▸ Description of the task
Where does the word "BindingError" appear in the entries below? Copy each line that holds it.

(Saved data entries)
+---+

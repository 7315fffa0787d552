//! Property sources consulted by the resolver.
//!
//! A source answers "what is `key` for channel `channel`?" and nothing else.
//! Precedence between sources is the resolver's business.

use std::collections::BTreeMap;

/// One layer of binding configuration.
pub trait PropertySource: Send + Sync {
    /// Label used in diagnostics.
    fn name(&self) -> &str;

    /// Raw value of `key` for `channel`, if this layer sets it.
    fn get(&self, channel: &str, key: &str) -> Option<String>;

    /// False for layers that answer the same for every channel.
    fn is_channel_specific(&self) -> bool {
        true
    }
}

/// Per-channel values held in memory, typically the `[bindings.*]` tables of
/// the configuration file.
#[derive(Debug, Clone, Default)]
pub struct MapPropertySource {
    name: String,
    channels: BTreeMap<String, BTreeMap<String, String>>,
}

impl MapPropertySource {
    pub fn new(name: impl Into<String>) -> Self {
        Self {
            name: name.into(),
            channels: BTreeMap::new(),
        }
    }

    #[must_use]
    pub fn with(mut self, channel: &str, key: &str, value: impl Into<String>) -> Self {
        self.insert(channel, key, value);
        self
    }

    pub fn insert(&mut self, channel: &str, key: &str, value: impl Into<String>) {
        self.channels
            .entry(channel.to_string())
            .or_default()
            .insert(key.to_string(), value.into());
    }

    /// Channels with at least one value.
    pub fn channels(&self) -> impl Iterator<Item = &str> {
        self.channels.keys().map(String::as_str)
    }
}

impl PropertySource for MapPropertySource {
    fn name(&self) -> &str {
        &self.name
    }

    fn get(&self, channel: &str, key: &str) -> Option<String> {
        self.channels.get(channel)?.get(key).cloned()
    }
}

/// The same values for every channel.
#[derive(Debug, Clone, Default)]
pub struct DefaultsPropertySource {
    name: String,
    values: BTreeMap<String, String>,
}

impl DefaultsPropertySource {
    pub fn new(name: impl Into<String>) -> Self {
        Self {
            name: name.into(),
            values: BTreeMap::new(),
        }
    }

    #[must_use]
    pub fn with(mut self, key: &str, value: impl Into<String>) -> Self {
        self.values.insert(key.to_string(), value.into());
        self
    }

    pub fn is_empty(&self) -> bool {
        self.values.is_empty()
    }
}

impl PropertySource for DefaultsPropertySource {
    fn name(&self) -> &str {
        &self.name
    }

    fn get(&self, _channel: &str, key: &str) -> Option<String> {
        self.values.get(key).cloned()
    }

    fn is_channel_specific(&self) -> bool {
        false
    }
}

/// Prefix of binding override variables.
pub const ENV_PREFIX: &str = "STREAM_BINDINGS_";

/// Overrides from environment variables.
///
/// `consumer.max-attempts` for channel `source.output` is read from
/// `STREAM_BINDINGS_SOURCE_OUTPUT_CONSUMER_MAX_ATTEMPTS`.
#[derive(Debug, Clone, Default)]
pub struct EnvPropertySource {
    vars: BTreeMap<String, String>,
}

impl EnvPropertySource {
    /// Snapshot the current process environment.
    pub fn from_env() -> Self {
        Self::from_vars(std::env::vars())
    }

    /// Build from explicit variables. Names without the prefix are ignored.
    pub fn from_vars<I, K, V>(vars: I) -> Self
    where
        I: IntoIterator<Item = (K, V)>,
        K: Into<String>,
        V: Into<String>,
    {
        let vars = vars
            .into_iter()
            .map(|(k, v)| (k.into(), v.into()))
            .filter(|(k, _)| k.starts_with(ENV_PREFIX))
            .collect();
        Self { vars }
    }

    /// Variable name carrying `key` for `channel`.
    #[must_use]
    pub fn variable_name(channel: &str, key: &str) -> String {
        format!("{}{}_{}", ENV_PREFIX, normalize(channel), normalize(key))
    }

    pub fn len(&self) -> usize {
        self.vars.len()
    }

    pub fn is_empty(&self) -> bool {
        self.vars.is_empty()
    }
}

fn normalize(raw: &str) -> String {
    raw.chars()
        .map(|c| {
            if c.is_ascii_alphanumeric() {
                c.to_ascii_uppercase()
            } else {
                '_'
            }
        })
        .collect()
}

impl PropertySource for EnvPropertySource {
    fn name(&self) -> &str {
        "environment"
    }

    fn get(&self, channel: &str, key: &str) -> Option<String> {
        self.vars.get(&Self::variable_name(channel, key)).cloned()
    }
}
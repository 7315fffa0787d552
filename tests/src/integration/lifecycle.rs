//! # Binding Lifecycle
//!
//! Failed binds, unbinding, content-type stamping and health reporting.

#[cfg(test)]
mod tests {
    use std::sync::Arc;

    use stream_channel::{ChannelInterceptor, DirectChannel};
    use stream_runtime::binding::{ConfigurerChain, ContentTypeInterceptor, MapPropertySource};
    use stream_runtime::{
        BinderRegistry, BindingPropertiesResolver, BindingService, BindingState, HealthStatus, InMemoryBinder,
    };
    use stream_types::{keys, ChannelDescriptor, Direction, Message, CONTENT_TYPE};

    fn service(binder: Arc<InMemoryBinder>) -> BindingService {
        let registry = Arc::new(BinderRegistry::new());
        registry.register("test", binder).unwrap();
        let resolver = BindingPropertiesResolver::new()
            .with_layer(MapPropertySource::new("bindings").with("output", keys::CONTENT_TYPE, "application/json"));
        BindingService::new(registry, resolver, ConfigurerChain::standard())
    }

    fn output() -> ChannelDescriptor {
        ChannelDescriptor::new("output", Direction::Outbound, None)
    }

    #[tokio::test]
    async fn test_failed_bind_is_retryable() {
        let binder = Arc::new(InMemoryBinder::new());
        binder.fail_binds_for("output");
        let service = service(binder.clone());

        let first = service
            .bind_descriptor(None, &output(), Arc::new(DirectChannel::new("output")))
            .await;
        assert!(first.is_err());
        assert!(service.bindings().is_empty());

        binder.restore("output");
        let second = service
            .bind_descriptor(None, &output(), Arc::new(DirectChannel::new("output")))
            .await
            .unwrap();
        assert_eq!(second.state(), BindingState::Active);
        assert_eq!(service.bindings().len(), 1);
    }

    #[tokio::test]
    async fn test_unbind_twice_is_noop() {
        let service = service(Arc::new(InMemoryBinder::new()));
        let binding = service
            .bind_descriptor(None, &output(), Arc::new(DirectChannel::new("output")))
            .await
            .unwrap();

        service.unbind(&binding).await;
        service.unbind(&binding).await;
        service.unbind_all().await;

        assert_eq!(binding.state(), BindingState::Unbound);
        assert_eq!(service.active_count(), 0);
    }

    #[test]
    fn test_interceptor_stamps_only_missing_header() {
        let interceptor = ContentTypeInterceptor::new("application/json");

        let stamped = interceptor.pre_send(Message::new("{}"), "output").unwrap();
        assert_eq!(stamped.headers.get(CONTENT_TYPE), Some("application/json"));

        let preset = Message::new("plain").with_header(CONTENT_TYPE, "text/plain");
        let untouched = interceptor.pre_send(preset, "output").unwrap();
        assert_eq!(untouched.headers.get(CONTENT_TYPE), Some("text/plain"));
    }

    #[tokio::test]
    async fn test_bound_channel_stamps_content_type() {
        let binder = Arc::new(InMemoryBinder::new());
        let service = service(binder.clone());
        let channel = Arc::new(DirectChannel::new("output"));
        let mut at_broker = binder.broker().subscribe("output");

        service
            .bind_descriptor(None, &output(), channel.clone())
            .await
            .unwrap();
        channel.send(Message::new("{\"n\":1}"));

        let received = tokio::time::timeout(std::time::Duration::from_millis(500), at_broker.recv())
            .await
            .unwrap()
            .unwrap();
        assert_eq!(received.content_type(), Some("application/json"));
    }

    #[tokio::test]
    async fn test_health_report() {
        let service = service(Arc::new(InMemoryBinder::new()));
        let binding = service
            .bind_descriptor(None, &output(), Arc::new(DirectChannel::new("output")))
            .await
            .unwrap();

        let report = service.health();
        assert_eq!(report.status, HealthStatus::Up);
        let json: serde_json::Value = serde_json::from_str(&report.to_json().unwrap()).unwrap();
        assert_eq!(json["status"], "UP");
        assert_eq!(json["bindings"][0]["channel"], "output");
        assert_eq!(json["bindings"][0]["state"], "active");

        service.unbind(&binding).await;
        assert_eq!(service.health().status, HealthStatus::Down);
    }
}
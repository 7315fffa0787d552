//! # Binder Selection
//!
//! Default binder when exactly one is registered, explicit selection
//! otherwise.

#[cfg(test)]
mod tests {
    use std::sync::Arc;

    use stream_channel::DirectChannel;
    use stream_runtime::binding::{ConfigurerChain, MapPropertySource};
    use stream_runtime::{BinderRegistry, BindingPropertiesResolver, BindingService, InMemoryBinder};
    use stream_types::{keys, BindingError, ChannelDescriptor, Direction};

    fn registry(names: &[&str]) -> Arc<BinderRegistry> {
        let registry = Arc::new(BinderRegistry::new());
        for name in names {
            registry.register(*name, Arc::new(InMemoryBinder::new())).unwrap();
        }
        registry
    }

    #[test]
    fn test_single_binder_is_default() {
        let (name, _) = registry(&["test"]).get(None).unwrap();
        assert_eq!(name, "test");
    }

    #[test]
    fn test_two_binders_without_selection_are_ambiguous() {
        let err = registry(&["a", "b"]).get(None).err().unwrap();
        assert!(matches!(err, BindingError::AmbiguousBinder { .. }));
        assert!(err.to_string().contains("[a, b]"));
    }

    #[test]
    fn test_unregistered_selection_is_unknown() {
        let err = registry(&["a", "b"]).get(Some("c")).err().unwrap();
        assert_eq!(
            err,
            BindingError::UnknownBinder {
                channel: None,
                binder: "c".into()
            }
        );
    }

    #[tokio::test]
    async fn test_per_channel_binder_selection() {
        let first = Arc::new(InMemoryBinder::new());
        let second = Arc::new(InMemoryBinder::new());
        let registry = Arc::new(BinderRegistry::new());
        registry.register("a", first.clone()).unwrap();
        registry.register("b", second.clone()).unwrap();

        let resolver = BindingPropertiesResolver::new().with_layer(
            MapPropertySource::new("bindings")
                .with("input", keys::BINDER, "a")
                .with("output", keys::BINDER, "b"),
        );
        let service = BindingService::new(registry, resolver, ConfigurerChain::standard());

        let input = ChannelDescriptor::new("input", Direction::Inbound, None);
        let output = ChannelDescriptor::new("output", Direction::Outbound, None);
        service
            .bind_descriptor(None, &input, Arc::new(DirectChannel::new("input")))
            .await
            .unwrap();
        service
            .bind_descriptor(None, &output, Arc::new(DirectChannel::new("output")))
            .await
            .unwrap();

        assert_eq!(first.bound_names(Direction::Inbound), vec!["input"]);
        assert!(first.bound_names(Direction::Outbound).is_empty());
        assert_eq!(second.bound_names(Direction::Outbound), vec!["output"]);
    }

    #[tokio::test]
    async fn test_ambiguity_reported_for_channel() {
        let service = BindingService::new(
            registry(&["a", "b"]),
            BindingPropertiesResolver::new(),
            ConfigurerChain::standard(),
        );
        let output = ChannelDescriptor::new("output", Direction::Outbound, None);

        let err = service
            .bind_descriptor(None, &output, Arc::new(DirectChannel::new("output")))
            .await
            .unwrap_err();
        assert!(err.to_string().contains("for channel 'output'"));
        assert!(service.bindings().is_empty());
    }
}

+---+

▸ Your response
    use stream_types::{keys, BindingError, ChannelDescriptor, Direction};
        assert!(matches!(err, BindingError::AmbiguousBinder { .. }));
            BindingError::UnknownBinder {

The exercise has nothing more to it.